▸ Exercise description
Nothing may differ between your reply and the listing that follows.

---

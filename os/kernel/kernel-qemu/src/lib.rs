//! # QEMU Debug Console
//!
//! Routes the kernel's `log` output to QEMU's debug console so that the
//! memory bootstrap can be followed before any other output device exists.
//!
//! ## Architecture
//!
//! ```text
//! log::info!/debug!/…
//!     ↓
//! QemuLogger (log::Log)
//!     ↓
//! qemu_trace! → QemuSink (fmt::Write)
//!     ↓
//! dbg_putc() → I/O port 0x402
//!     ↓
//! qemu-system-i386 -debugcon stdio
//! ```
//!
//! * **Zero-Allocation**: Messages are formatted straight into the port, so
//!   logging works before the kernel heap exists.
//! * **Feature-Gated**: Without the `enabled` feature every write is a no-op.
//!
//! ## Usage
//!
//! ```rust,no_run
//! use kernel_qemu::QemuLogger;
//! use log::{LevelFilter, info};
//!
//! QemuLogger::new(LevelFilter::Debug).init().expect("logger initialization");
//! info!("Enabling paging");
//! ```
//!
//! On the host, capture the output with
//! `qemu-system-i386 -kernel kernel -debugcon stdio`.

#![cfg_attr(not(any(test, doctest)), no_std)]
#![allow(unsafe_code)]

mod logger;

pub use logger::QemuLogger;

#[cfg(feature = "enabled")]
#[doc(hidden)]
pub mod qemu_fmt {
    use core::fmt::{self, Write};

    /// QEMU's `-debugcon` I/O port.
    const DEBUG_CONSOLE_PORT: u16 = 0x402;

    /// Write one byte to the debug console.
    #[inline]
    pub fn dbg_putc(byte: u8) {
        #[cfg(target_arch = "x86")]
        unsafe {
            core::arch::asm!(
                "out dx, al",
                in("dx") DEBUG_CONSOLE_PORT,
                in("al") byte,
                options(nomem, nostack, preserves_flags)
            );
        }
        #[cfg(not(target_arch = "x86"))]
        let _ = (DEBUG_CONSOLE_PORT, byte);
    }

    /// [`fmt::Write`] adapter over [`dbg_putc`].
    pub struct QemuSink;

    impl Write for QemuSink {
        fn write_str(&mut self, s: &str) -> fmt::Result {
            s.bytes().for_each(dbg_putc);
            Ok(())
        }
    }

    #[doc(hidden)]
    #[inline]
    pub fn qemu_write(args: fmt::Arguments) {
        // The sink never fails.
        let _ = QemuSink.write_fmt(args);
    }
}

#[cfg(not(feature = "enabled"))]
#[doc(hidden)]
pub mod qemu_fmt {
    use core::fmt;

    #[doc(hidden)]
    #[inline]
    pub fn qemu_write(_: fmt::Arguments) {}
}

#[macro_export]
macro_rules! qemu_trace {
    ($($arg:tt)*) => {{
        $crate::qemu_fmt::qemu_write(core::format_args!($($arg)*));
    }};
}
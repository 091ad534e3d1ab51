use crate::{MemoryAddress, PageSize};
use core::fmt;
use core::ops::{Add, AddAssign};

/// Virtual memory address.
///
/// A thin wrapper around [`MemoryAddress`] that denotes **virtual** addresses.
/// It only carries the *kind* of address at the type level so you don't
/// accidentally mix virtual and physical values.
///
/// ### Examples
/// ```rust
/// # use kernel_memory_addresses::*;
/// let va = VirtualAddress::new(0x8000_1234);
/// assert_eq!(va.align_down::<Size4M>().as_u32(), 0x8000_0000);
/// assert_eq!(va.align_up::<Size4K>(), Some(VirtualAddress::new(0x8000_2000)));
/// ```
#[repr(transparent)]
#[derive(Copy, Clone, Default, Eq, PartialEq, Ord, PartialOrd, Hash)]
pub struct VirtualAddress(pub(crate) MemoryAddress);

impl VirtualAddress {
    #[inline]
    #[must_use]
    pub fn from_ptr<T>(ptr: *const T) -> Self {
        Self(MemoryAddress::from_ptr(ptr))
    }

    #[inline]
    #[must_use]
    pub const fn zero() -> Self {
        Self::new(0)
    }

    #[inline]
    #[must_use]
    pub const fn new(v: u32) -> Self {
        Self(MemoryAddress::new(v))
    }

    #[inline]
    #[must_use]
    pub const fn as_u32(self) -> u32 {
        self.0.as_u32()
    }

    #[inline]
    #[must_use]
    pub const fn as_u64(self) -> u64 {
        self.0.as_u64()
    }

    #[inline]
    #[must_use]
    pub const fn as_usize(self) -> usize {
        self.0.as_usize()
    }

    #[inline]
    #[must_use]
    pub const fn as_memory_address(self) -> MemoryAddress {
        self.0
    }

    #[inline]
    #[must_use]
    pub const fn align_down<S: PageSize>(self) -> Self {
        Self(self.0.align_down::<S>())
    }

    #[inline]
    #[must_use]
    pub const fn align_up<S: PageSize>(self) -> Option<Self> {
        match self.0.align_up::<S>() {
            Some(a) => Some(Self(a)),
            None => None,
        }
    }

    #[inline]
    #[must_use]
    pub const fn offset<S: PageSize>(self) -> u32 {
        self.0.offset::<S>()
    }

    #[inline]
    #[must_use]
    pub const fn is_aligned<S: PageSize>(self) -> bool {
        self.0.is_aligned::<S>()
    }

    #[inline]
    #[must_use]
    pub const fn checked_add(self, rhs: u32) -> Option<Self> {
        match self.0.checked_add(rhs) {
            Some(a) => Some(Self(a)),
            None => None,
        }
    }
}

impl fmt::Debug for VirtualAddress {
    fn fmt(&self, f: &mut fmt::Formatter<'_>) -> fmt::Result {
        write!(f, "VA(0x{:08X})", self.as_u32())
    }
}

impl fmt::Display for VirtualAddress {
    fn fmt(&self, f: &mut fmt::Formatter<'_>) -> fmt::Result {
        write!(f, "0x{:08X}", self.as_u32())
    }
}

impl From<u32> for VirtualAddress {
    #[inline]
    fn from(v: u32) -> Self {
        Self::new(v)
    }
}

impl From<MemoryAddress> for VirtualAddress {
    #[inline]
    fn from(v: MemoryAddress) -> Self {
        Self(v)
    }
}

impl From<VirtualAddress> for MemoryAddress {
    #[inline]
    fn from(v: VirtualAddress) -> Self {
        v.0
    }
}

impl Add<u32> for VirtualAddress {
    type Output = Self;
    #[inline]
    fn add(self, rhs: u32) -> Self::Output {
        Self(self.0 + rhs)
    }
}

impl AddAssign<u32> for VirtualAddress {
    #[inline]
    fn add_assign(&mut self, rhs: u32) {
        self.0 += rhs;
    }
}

---

▸ Exercise response
filename os/kernel/kernel-qemu/src/lib.rs
//! # QEMU Debug Console
//!
//! Routes the kernel's `log` output to QEMU's debug console so that the
//! memory bootstrap can be followed before any other output device exists.
//!
//! ## Architecture
//!
//! ```text
//! log::info!/debug!/…
//!     ↓
//! QemuLogger (log::Log)
//!     ↓
//! qemu_trace! → QemuSink (fmt::Write)
//!     ↓
//! dbg_putc() → I/O port 0x402
//!     ↓
//! qemu-system-i386 -debugcon stdio
//! ```
//!
//! * **Zero-Allocation**: Messages are formatted straight into the port, so
//!   logging works before the kernel heap exists.
//! * **Feature-Gated**: Without the `enabled` feature every write is a no-op.
//!
//! ## Usage
//!
//! ```rust,no_run
//! use kernel_qemu::QemuLogger;
//! use log::{LevelFilter, info};
//!
//! QemuLogger::new(LevelFilter::Debug).init().expect("logger initialization");
//! info!("Enabling paging");
//! ```
//!
//! On the host, capture the output with
//! `qemu-system-i386 -kernel kernel -debugcon stdio`.

#![cfg_attr(not(any(test, doctest)), no_std)]
#![allow(unsafe_code)]

mod logger;

pub use logger::QemuLogger;

#[cfg(feature = "enabled")]
#[doc(hidden)]
pub mod qemu_fmt {
    use core::fmt::{self, Write};

    /// QEMU's `-debugcon` I/O port.
    const DEBUG_CONSOLE_PORT: u16 = 0x402;

    /// Write one byte to the debug console.
    #[inline]
    pub fn dbg_putc(byte: u8) {
        #[cfg(target_arch = "x86")]
        unsafe {
            core::arch::asm!(
                "out dx, al",
                in("dx") DEBUG_CONSOLE_PORT,
                in("al") byte,
                options(nomem, nostack, preserves_flags)
            );
        }
        #[cfg(not(target_arch = "x86"))]
        let _ = (DEBUG_CONSOLE_PORT, byte);
    }

    /// [`fmt::Write`] adapter over [`dbg_putc`].
    pub struct QemuSink;

    impl Write for QemuSink {
        fn write_str(&mut self, s: &str) -> fmt::Result {
            s.bytes().for_each(dbg_putc);
            Ok(())
        }
    }

    #[doc(hidden)]
    #[inline]
    pub fn qemu_write(args: fmt::Arguments) {
        // The sink never fails.
        let _ = QemuSink.write_fmt(args);
    }
}

#[cfg(not(feature = "enabled"))]
#[doc(hidden)]
pub mod qemu_fmt {
    use core::fmt;

    #[doc(hidden)]
    #[inline]
    pub fn qemu_write(_: fmt::Arguments) {}
}

#[macro_export]
macro_rules! qemu_trace {
    ($($arg:tt)*) => {{
        $crate::qemu_fmt::qemu_write(core::format_args!($($arg)*));
    }};
}
repository 091ad534e3d1ab51
use crate::{MemoryAddress, PageSize};
use core::fmt;
use core::ops::{Add, AddAssign};

/// Virtual memory address.
///
/// A thin wrapper around [`MemoryAddress`] that denotes **virtual** addresses.
/// It only carries the *kind* of address at the type level so you don't
/// accidentally mix virtual and physical values.
///
/// ### Examples
/// ```rust
/// # use kernel_memory_addresses::*;
/// let va = VirtualAddress::new(0x8000_1234);
/// assert_eq!(va.align_down::<Size4M>().as_u32(), 0x8000_0000);
/// assert_eq!(va.align_up::<Size4K>(), Some(VirtualAddress::new(0x8000_2000)));
/// ```
#[repr(transparent)]
#[derive(Copy, Clone, Default, Eq, PartialEq, Ord, PartialOrd, Hash)]
pub struct VirtualAddress(pub(crate) MemoryAddress);

impl VirtualAddress {
    #[inline]
    #[must_use]
    pub fn from_ptr<T>(ptr: *const T) -> Self {
        Self(MemoryAddress::from_ptr(ptr))
    }

    #[inline]
    #[must_use]
    pub const fn zero() -> Self {
        Self::new(0)
    }

    #[inline]
    #[must_use]
    pub const fn new(v: u32) -> Self {
        Self(MemoryAddress::new(v))
    }

    #[inline]
    #[must_use]
    pub const fn as_u32(self) -> u32 {
        self.0.as_u32()
    }

    #[inline]
    #[must_use]
    pub const fn as_u64(self) -> u64 {
        self.0.as_u64()
    }

    #[inline]
    #[must_use]
    pub const fn as_usize(self) -> usize {
        self.0.as_usize()
    }

    #[inline]
    #[must_use]
    pub const fn as_memory_address(self) -> MemoryAddress {
        self.0
    }

    #[inline]
    #[must_use]
    pub const fn align_down<S: PageSize>(self) -> Self {
        Self(self.0.align_down::<S>())
    }

    #[inline]
    #[must_use]
    pub const fn align_up<S: PageSize>(self) -> Option<Self> {
        match self.0.align_up::<S>() {
            Some(a) => Some(Self(a)),
            None => None,
        }
    }

    #[inline]
    #[must_use]
    pub const fn offset<S: PageSize>(self) -> u32 {
        self.0.offset::<S>()
    }

    #[inline]
    #[must_use]
    pub const fn is_aligned<S: PageSize>(self) -> bool {
        self.0.is_aligned::<S>()
    }

    #[inline]
    #[must_use]
    pub const fn checked_add(self, rhs: u32) -> Option<Self> {
        match self.0.checked_add(rhs) {
            Some(a) => Some(Self(a)),
            None => None,
        }
    }
}

impl fmt::Debug for VirtualAddress {
    fn fmt(&self, f: &mut fmt::Formatter<'_>) -> fmt::Result {
        write!(f, "VA(0x{:08X})", self.as_u32())
    }
}

impl fmt::Display for VirtualAddress {
    fn fmt(&self, f: &mut fmt::Formatter<'_>) -> fmt::Result {
        write!(f, "0x{:08X}", self.as_u32())
    }
}

impl From<u32> for VirtualAddress {
    #[inline]
    fn from(v: u32) -> Self {
        Self::new(v)
    }
}

impl From<MemoryAddress> for VirtualAddress {
    #[inline]
    fn from(v: MemoryAddress) -> Self {
        Self(v)
    }
}

impl From<VirtualAddress> for MemoryAddress {
    #[inline]
    fn from(v: VirtualAddress) -> Self {
        v.0
    }
}

impl Add<u32> for VirtualAddress {
    type Output = Self;
    #[inline]
    fn add(self, rhs: u32) -> Self::Output {
        Self(self.0 + rhs)
    }
}

impl AddAssign<u32> for VirtualAddress {
    #[inline]
    fn add_assign(&mut self, rhs: u32) {
        self.0 += rhs;
    }
}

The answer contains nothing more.